Scientists at the University of Pennsylvania’s Perelman School of Medicine report that engineered CARTmeso cells, which are designed to direct antitumor immune responses toward tumors that carry mesothelin, showed antitumor activity in two patients with advanced cancers that had not responded to prior treatments. They published their study (“Mesothelin-Specific Chimeric Antigen Receptor mRNA-Engineered T Cells Induce Antitumor Activity in Solid Malignancies”) in Cancer Immunology Research.
Chimeric antigen receptor T cells (CAR T cells) are a form of personalized cell therapy that uses T cells from patients. After T cells are harvested, they are engineered to bear a molecule that allows them to attach to a specific protein carried by the patient’s cancer cells and to be triggered to kill the cancer cells when they do so. CAR T cells have shown early promising results for patients with some types of leukemia and lymphoma. However, they have not been successful for solid cancers, one of the major issues being toxicity. Because normal cells express the CAR T cell target protein, albeit at lower levels than cancer cells, the engineered T cells recognize and attack the normal cells as well the cancer cells, causing off-target toxicity.
Up to now, scientists have been modifying T cells by using a number of techniques, including using viruses, according to Carl H. June, M.D., a professor of pathology and laboratory medicine in the Perelman School of Medicine at the University of Pennsylvania and director of translational research in the university’s Abramson Cancer Center.
“We present two case reports from ongoing trials indicating that adoptive transfer of mRNA CAR T cells that target mesothelin is feasible and safe without overt evidence of off-tumor on-target toxicity against normal tissues,” wrote the investigators. “CARTmeso cells persisted transiently within the peripheral blood after intravenous administration and migrated to primary and metastatic tumor sites.
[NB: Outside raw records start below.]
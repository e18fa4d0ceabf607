//! Fixed-capacity batch buffers between the scanning and importing layers.
//!
//! A buffer holds the raw records of one scan batch. Capacity is fixed at
//! construction and never grows: a full buffer must be drained before the
//! next batch is requested, which decouples the scan rate from the slower
//! import rate. Buffers are reused across many `scan` calls; resetting
//! keeps the allocated storage.

use crate::{
    error::Result,
    scan::BatchCursor,
    store::{NodeReference, RecordConsumer, RelationshipReference},
    types::{LabelId, NodeId, PropRef},
};

/// Width of one relationship record: source, target, type,
/// properties-reference.
pub const RELATIONSHIP_RECORD_SIZE: usize = 4;

/// One batch of raw node records: external ids plus, optionally, the label
/// tokens each record reported.
pub struct NodesBatchBuffer {
    capacity: usize,
    ids: Vec<NodeId>,
    label_offsets: Vec<u32>,
    label_tokens: Vec<LabelId>,
    read_labels: bool,
}

impl NodesBatchBuffer {
    pub fn new(capacity: usize, read_labels: bool) -> Self {
        Self {
            capacity,
            ids: Vec::with_capacity(capacity),
            label_offsets: if read_labels {
                let mut offsets = Vec::with_capacity(capacity + 1);
                offsets.push(0);
                offsets
            } else {
                vec![0]
            },
            label_tokens: vec![],
            read_labels,
        }
    }

    /// Resets the buffer, then pulls records from `cursor` until at least
    /// one record lands or the store is exhausted. Returns whether any
    /// record was read.
    pub fn scan<R, T>(&mut self, cursor: &mut T) -> Result<bool>
    where
        R: NodeReference + ?Sized,
        T: BatchCursor<R>,
    {
        self.reset();
        while cursor.bulk_next(self)? {
            if !self.ids.is_empty() {
                return Ok(true);
            }
        }
        Ok(!self.ids.is_empty())
    }

    pub fn capacity(&self) -> usize {
        self.capacity
    }

    pub fn len(&self) -> usize {
        self.ids.len()
    }

    pub fn is_empty(&self) -> bool {
        self.ids.is_empty()
    }

    pub fn is_full(&self) -> bool {
        self.ids.len() == self.capacity
    }

    pub fn ids(&self) -> &[NodeId] {
        &self.ids
    }

    /// Label tokens reported by record `index`. Empty when the buffer was
    /// created without label reading.
    pub fn labels_of(&self, index: usize) -> &[LabelId] {
        if !self.read_labels {
            return &[];
        }
        let start = self.label_offsets[index] as usize;
        let end = self.label_offsets[index + 1] as usize;
        &self.label_tokens[start..end]
    }

    fn reset(&mut self) {
        self.ids.clear();
        self.label_offsets.clear();
        self.label_offsets.push(0);
        self.label_tokens.clear();
    }
}

impl<R: NodeReference + ?Sized> RecordConsumer<R> for NodesBatchBuffer {
    fn offer(&mut self, record: &R) -> Result<bool> {
        if self.is_full() {
            return Ok(false);
        }
        self.ids.push(record.entity_id());
        if self.read_labels {
            self.label_tokens.extend_from_slice(record.labels()?);
            self.label_offsets.push(self.label_tokens.len() as u32);
        }
        Ok(true)
    }
}

/// One batch of raw relationship records in a fixed-width layout of
/// [`RELATIONSHIP_RECORD_SIZE`] `i64` columns per record.
pub struct RelationshipsBatchBuffer {
    capacity: usize,
    buffer: Vec<i64>,
}

impl RelationshipsBatchBuffer {
    pub fn new(capacity: usize) -> Self {
        Self {
            capacity,
            buffer: Vec::with_capacity(capacity * RELATIONSHIP_RECORD_SIZE),
        }
    }

    /// Resets the buffer, then pulls records from `cursor` until at least
    /// one record lands or the store is exhausted. Returns whether any
    /// record was read.
    pub fn scan<R, T>(&mut self, cursor: &mut T) -> Result<bool>
    where
        R: RelationshipReference + ?Sized,
        T: BatchCursor<R>,
    {
        self.buffer.clear();
        while cursor.bulk_next(self)? {
            if !self.buffer.is_empty() {
                return Ok(true);
            }
        }
        Ok(!self.buffer.is_empty())
    }

    pub fn capacity(&self) -> usize {
        self.capacity
    }

    pub fn len(&self) -> usize {
        self.buffer.len() / RELATIONSHIP_RECORD_SIZE
    }

    pub fn is_empty(&self) -> bool {
        self.buffer.is_empty()
    }

    pub fn is_full(&self) -> bool {
        self.len() == self.capacity
    }

    /// The records of this batch as `[source, target, type, prop_ref]` rows.
    pub fn records(&self) -> impl Iterator<Item = &[i64]> {
        self.buffer.chunks_exact(RELATIONSHIP_RECORD_SIZE)
    }

    /// Copies the properties-reference column into `out` (cleared first).
    pub fn copy_property_references(&self, out: &mut Vec<PropRef>) {
        out.clear();
        out.extend(self.records().map(|record| record[3]));
    }
}

impl<R: RelationshipReference + ?Sized> RecordConsumer<R> for RelationshipsBatchBuffer {
    fn offer(&mut self, record: &R) -> Result<bool> {
        if self.is_full() {
            return Ok(false);
        }
        self.buffer.push(record.source_id());
        self.buffer.push(record.target_id());
        self.buffer.push(record.rel_type());
        self.buffer.push(record.properties_reference()?);
        Ok(true)
    }
}

#[cfg(test)]
mod tests {
    use super::*;
    use crate::types::NO_PROPERTIES;

    struct TestNode {
        id: NodeId,
        labels: Vec<LabelId>,
    }

    impl NodeReference for TestNode {
        fn entity_id(&self) -> NodeId {
            self.id
        }

        fn labels(&self) -> Result<&[LabelId]> {
            Ok(&self.labels)
        }

        fn properties_reference(&self) -> Result<PropRef> {
            Ok(NO_PROPERTIES)
        }
    }

    #[test]
    fn test_nodes_buffer_capacity() {
        let mut buffer = NodesBatchBuffer::new(2, true);
        for id in 0..3 {
            let accepted = buffer
                .offer(&TestNode {
                    id,
                    labels: vec![id * 10],
                })
                .unwrap();
            assert_eq!(accepted, id < 2);
        }
        assert!(buffer.is_full());
        assert_eq!(buffer.ids(), [0, 1]);
        assert_eq!(buffer.labels_of(1), [10]);
    }

    #[test]
    fn test_nodes_buffer_reset_keeps_capacity() {
        let mut buffer = NodesBatchBuffer::new(4, true);
        buffer
            .offer(&TestNode {
                id: 7,
                labels: vec![1, 2],
            })
            .unwrap();
        buffer.reset();
        assert!(buffer.is_empty());
        assert_eq!(buffer.capacity(), 4);
        buffer
            .offer(&TestNode {
                id: 8,
                labels: vec![3],
            })
            .unwrap();
        assert_eq!(buffer.labels_of(0), [3]);
    }

    struct TestRel([i64; 4]);

    impl RelationshipReference for TestRel {
        fn entity_id(&self) -> i64 {
            self.0[3]
        }

        fn source_id(&self) -> NodeId {
            self.0[0]
        }

        fn target_id(&self) -> NodeId {
            self.0[1]
        }

        fn rel_type(&self) -> i64 {
            self.0[2]
        }

        fn properties_reference(&self) -> Result<PropRef> {
            Ok(self.0[3])
        }
    }

    #[test]
    fn test_relationships_buffer_layout() {
        let mut buffer = RelationshipsBatchBuffer::new(2);
        buffer.offer(&TestRel([1, 2, 0, 9])).unwrap();
        buffer.offer(&TestRel([3, 4, 1, NO_PROPERTIES])).unwrap();
        assert!(buffer.is_full());
        let records: Vec<_> = buffer.records().collect();
        assert_eq!(records, [&[1, 2, 0, 9][..], &[3, 4, 1, NO_PROPERTIES][..]]);
        let mut refs = vec![];
        buffer.copy_property_references(&mut refs);
        assert_eq!(refs, [9, NO_PROPERTIES]);
    }
}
Clinical and laboratory evidence of antitumor activity was shown in both patients, and the CARTmeso cells elicited an antitumor immune response revealed by the development of novel antiself antibodies.”
“We engineered T cells to express a CAR for about three days, after which the mRNA is metabolized rapidly by the system, so the T cells basically revert to what they were before in the patient,” explained Dr. June.
He and his colleagues recruited two patients, ages 75 and 81 years, to a Phase I clinical trial. One patient had advanced mesothelioma, and the other patient had metastatic pancreatic cancer that progressed after failing first-line therapy. The objective of this trial was to evaluate the manufacturing feasibility and safety of the mRNA-based CARTmeso cells. The researchers isolated T cells from the patients, reproduced them in large numbers in the laboratory, and engineered them to recognize mesothelin on tumor cells, using a biological material called mRNA. After ensuring viability and specificity of the engineered cells, the researchers infused the patients’ modified T cells back into their bodies.
After receiving three infusions of CARTmeso cells, the patient with mesothelioma showed stable disease, as evaluated by imaging. The patient with pancreatic cancer received eight infusions of CARTmeso cells, and fluid collected from his abdomen showed a 40% decrease in the number of tumor cells that expressed mesothelin. The researchers evaluated additional tumor markers and confirmed antitumor activity.
“We found that these CARTmeso cells not only have antitumor activity, but also act like a vaccine, and trigger a response against the patient’s own tumor,” said Dr. June. “This new form of CAR therapy provides a new tool to evaluate CAR therapies for solid cancers.”